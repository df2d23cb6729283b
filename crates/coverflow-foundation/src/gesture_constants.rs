//! Shared gesture constants for consistent touch/pointer handling.
//!
//! Values are in density-independent pixels and milliseconds. Hosts on
//! high-density screens resolve the slop through [`Dp::to_px`] with their
//! display density before handing it to the classifier.

use coverflow_ui_graphics::Dp;

/// Drag threshold.
///
/// If the pointer moves more than this distance from the initial press
/// position the touch sequence becomes a drag and no tap is reported on
/// release. Matches Android's `ViewConfiguration.TOUCH_SLOP` of 8dp.
pub const TOUCH_SLOP: Dp = Dp(8.0);

/// A press held at least this long without leaving the slop is a long press
/// and does not produce a single tap.
pub const LONG_PRESS_TIMEOUT_MS: u64 = 500;
use crate::remap::compute_offset;
use coverflow_ui_graphics::{Offset, Point, Size};

/// Measured center of the container plus the last touch-down point.
///
/// Only the container mutates this, through [`on_size_changed`] and
/// [`on_touch_down`]. The center is stale after a resize until
/// `on_size_changed` runs again.
///
/// [`on_size_changed`]: ContainerGeometry::on_size_changed
/// [`on_touch_down`]: ContainerGeometry::on_touch_down
#[derive(Clone, Copy, Debug, Default, PartialEq)]
pub struct ContainerGeometry {
    center: Point,
    last_touch_down: Option<Point>,
}

impl ContainerGeometry {
    pub fn new() -> Self {
        Self::default()
    }

    pub fn center(&self) -> Point {
        self.center
    }

    /// `None` until the first touch-down. Survives the end of a sequence.
    pub fn last_touch_down(&self) -> Option<Point> {
        self.last_touch_down
    }

    /// Offset applied to every event of the current touch sequence. Zero when
    /// no touch-down has been seen yet.
    pub fn remap_offset(&self) -> Offset {
        match self.last_touch_down {
            Some(touch_down) => compute_offset(self.center, touch_down),
            None => Offset::ZERO,
        }
    }

    pub(crate) fn on_size_changed(&mut self, size: Size) {
        self.center = size.center();
    }

    pub(crate) fn on_touch_down(&mut self, position: Point) {
        self.last_touch_down = Some(position);
    }
}
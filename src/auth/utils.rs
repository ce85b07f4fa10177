//! Small helpers for input validation and opaque token handling.

use anyhow::{Context, Result};
use base64::Engine;
use rand::{rngs::OsRng, RngCore};
use regex::Regex;
use sha2::{Digest, Sha256};

/// Trim surrounding whitespace. Emails are case-sensitive as stored, so no
/// lowercasing here.
pub(crate) fn normalize_email(email: &str) -> String {
    email.trim().to_string()
}

/// Basic email format check on already-normalized input.
pub(crate) fn valid_email(email: &str) -> bool {
    Regex::new(r"^[^@\s]+@[^@\s]+\.[^@\s]+$").is_ok_and(|regex| regex.is_match(email))
}

/// Create an opaque random token for email verification and password reset
/// links. 32 bytes of OS randomness, URL-safe encoded.
pub(crate) fn generate_opaque_token() -> Result<String> {
    let mut bytes = [0u8; 32];
    OsRng
        .try_fill_bytes(&mut bytes)
        .context("failed to generate opaque token")?;
    Ok(base64::engine::general_purpose::URL_SAFE_NO_PAD.encode(bytes))
}

/// Hash a refresh token for the single-slot store.
/// Only the hash is persisted; a stolen database row cannot be replayed.
pub(crate) fn hash_refresh_token(token: &str) -> Vec<u8> {
    let mut hasher = Sha256::new();
    hasher.update(token.as_bytes());
    hasher.finalize().to_vec()
}
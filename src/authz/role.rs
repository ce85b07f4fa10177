use serde::{Deserialize, Serialize};
use std::str::FromStr;
use utoipa::ToSchema;

/// Coarse-grained user category.
///
/// Privilege is NOT ordered by rank: permissions are assigned per role in
/// [`crate::authz::PermissionMap`], even though in practice higher roles end
/// up with supersets.
#[derive(
    Debug, Clone, Copy, PartialEq, Eq, PartialOrd, Ord, Hash, Serialize, Deserialize, ToSchema,
)]
#[serde(rename_all = "lowercase")]
pub enum Role {
    Attendee,
    Staff,
    Organizer,
    Admin,
}

impl Role {
    pub const ALL: [Role; 4] = [Role::Attendee, Role::Staff, Role::Organizer, Role::Admin];

    #[must_use]
    pub fn as_str(&self) -> &'static str {
        match self {
            Role::Attendee => "attendee",
            Role::Staff => "staff",
            Role::Organizer => "organizer",
            Role::Admin => "admin",
        }
    }
}

impl std::fmt::Display for Role {
    fn fmt(&self, f: &mut std::fmt::Formatter<'_>) -> std::fmt::Result {
        f.write_str(self.as_str())
    }
}

impl FromStr for Role {
    type Err = UnknownRole;

    fn from_str(s: &str) -> Result<Self, Self::Err> {
        match s {
            "attendee" => Ok(Role::Attendee),
            "staff" => Ok(Role::Staff),
            "organizer" => Ok(Role::Organizer),
            "admin" => Ok(Role::Admin),
            other => Err(UnknownRole(other.to_string())),
        }
    }
}

#[derive(Debug, thiserror::Error)]
#[error("unknown role: {0}")]
pub struct UnknownRole(String);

§ **The problem**: Please return the material above exactly as written.

§ **Exercise output**:
repository df2d23cb6729283b
filename crates/coverflow-foundation/src/gesture_constants.rs
//! Shared gesture constants for consistent touch/pointer handling.
//!
//! Values are in density-independent pixels and milliseconds. Hosts on
//! high-density screens resolve the slop through [`Dp::to_px`] with their
//! display density before handing it to the classifier.

use coverflow_ui_graphics::Dp;

/// Drag threshold.
///
/// If the pointer moves more than this distance from the initial press
/// position the touch sequence becomes a drag and no tap is reported on
/// release. Matches Android's `ViewConfiguration.TOUCH_SLOP` of 8dp.
pub const TOUCH_SLOP: Dp = Dp(8.0);

/// A press held at least this long without leaving the slop is a long press
/// and does not produce a single tap.
pub const LONG_PRESS_TIMEOUT_MS: u64 = 500;
use crate::remap::compute_offset;
use coverflow_ui_graphics::{Offset, Point, Size};

/// Measured center of the container plus the last touch-down point.
///
/// Only the container mutates this, through [`on_size_changed`] and
/// [`on_touch_down`]. The center is stale after a resize until
/// `on_size_changed` runs again.
///
/// [`on_size_changed`]: ContainerGeometry::on_size_changed
/// [`on_touch_down`]: ContainerGeometry::on_touch_down
#[derive(Clone, Copy, Debug, Default, PartialEq)]
pub struct ContainerGeometry {
    center: Point,
    last_touch_down: Option<Point>,
}

impl ContainerGeometry {
    pub fn new() -> Self {
        Self::default()
    }

    pub fn center(&self) -> Point {
        self.center
    }

    /// `None` until the first touch-down. Survives the end of a sequence.
    pub fn last_touch_down(&self) -> Option<Point> {
        self.last_touch_down
    }

    /// Offset applied to every event of the current touch sequence. Zero when
    /// no touch-down has been seen yet.
    pub fn remap_offset(&self) -> Offset {
        match self.last_touch_down {
            Some(touch_down) => compute_offset(self.center, touch_down),
            None => Offset::ZERO,
        }
    }

    pub(crate) fn on_size_changed(&mut self, size: Size) {
        self.center = size.center();
    }

    pub(crate) fn on_touch_down(&mut self, position: Point) {
        self.last_touch_down = Some(position);
    }
}
filename src/auth/utils.rs
repository ce85b07f4fa10177
//! Small helpers for input validation and opaque token handling.

use anyhow::{Context, Result};
use base64::Engine;
use rand::{rngs::OsRng, RngCore};
use regex::Regex;
use sha2::{Digest, Sha256};

/// Trim surrounding whitespace. Emails are case-sensitive as stored, so no
/// lowercasing here.
pub(crate) fn normalize_email(email: &str) -> String {
    email.trim().to_string()
}

/// Basic email format check on already-normalized input.
pub(crate) fn valid_email(email: &str) -> bool {
    Regex::new(r"^[^@\s]+@[^@\s]+\.[^@\s]+$").is_ok_and(|regex| regex.is_match(email))
}

/// Create an opaque random token for email verification and password reset
/// links. 32 bytes of OS randomness, URL-safe encoded.
pub(crate) fn generate_opaque_token() -> Result<String> {
    let mut bytes = [0u8; 32];
    OsRng
        .try_fill_bytes(&mut bytes)
        .context("failed to generate opaque token")?;
    Ok(base64::engine::general_purpose::URL_SAFE_NO_PAD.encode(bytes))
}

/// Hash a refresh token for the single-slot store.
/// Only the hash is persisted; a stolen database row cannot be replayed.
pub(crate) fn hash_refresh_token(token: &str) -> Vec<u8> {
    let mut hasher = Sha256::new();
    hasher.update(token.as_bytes());
    hasher.finalize().to_vec()
}
filename src/authz/role.rs
repository ce85b07f4fa10177
use serde::{Deserialize, Serialize};
use std::str::FromStr;
use utoipa::ToSchema;

/// Coarse-grained user category.
///
/// Privilege is NOT ordered by rank: permissions are assigned per role in
/// [`crate::authz::PermissionMap`], even though in practice higher roles end
/// up with supersets.
#[derive(
    Debug, Clone, Copy, PartialEq, Eq, PartialOrd, Ord, Hash, Serialize, Deserialize, ToSchema,
)]
#[serde(rename_all = "lowercase")]
pub enum Role {
    Attendee,
    Staff,
    Organizer,
    Admin,
}

impl Role {
    pub const ALL: [Role; 4] = [Role::Attendee, Role::Staff, Role::Organizer, Role::Admin];

    #[must_use]
    pub fn as_str(&self) -> &'static str {
        match self {
            Role::Attendee => "attendee",
            Role::Staff => "staff",
            Role::Organizer => "organizer",
            Role::Admin => "admin",
        }
    }
}

impl std::fmt::Display for Role {
    fn fmt(&self, f: &mut std::fmt::Formatter<'_>) -> std::fmt::Result {
        f.write_str(self.as_str())
    }
}

impl FromStr for Role {
    type Err = UnknownRole;

    fn from_str(s: &str) -> Result<Self, Self::Err> {
        match s {
            "attendee" => Ok(Role::Attendee),
            "staff" => Ok(Role::Staff),
            "organizer" => Ok(Role::Organizer),
            "admin" => Ok(Role::Admin),
            other => Err(UnknownRole(other.to_string())),
        }
    }
}

#[derive(Debug, thiserror::Error)]
#[error("unknown role: {0}")]
pub struct UnknownRole(String);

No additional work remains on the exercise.